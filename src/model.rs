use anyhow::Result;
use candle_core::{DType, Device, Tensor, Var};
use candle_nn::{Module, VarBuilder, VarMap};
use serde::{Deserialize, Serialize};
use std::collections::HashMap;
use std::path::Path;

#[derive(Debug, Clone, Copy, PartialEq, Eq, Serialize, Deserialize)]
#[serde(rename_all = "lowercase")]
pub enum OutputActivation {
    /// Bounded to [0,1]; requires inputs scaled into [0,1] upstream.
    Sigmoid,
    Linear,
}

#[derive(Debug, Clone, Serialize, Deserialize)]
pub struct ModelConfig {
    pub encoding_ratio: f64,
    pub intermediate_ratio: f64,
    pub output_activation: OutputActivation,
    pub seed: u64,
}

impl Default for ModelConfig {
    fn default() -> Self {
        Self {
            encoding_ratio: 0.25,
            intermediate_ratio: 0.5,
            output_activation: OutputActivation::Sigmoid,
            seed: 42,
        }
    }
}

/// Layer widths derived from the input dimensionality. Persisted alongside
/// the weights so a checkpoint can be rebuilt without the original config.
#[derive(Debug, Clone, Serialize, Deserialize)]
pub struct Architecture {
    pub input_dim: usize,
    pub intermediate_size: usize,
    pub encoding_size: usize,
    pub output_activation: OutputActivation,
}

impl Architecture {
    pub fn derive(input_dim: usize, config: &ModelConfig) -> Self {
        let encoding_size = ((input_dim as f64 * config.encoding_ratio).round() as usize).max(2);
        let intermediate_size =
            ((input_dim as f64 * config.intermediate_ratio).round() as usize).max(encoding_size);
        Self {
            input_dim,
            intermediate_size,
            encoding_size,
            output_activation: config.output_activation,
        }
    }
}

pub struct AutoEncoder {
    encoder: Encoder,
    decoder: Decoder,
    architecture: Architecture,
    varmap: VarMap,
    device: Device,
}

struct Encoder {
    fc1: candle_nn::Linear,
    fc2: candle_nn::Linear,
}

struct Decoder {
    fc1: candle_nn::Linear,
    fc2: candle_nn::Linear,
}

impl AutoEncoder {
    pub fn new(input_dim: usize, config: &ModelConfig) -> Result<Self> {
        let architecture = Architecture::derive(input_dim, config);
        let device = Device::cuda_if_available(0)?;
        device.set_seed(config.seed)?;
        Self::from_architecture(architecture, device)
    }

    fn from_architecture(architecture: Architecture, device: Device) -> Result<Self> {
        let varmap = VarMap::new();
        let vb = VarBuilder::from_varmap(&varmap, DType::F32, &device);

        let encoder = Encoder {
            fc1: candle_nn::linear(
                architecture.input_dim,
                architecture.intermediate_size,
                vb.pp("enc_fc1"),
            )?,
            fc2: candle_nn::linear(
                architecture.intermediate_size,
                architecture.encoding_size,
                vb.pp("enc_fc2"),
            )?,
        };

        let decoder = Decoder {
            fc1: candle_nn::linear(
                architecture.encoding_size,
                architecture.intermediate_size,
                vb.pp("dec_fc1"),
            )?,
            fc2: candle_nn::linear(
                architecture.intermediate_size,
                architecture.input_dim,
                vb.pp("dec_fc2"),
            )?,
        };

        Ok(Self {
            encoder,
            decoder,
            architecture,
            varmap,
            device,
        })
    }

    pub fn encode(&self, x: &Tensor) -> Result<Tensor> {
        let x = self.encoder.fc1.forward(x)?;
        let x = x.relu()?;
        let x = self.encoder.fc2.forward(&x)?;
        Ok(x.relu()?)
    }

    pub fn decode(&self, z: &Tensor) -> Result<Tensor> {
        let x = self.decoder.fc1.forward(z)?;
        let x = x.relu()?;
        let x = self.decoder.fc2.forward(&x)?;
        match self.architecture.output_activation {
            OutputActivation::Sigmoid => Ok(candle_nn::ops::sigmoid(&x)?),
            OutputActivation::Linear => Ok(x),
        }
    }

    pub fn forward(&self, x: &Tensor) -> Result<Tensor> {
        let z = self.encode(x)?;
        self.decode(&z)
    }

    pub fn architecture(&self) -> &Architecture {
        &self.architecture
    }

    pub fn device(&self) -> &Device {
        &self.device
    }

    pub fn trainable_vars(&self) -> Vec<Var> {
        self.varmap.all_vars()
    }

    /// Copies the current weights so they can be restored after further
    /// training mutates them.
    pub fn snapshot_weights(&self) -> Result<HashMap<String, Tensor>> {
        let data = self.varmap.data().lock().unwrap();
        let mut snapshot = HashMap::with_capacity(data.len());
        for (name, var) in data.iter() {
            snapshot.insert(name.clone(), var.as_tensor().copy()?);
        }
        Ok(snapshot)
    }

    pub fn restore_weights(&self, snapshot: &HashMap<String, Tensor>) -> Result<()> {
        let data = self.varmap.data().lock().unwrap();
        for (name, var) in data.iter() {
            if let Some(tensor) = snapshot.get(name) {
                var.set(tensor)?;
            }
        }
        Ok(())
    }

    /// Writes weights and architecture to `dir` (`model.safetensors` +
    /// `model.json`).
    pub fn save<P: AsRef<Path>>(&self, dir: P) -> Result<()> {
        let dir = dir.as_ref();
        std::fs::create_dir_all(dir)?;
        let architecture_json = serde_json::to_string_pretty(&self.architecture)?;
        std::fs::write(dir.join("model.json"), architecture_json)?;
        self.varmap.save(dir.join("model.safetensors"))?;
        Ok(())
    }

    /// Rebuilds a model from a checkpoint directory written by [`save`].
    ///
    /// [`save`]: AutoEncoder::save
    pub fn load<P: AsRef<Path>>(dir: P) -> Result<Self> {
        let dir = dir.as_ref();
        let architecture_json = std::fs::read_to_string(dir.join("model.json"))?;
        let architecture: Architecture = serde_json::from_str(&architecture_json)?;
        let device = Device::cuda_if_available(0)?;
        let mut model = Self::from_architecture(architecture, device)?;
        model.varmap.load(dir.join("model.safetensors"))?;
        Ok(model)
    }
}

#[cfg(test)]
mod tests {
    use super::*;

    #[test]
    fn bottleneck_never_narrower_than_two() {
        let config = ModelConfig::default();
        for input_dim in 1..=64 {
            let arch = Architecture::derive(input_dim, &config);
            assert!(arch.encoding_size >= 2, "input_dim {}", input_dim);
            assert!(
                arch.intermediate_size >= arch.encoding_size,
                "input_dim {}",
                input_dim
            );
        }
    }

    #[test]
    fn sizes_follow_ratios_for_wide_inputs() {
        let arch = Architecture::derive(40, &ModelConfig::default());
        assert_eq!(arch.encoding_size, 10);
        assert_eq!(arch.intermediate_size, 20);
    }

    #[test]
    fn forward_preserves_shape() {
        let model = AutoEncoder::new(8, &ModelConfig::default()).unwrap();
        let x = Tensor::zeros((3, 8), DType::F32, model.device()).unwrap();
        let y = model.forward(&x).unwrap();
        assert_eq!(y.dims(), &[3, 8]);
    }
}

━━━━━━━━━━━━━━━━━━━━

Both the first line of the data above and the line with "use std::path::Path;" must be included; please return exactly those lines and the ones between them.

▸ Exercise result:
filename src/model.rs
use anyhow::Result;
use candle_core::{DType, Device, Tensor, Var};
use candle_nn::{Module, VarBuilder, VarMap};
use serde::{Deserialize, Serialize};
use std::collections::HashMap;
use std::path::Path;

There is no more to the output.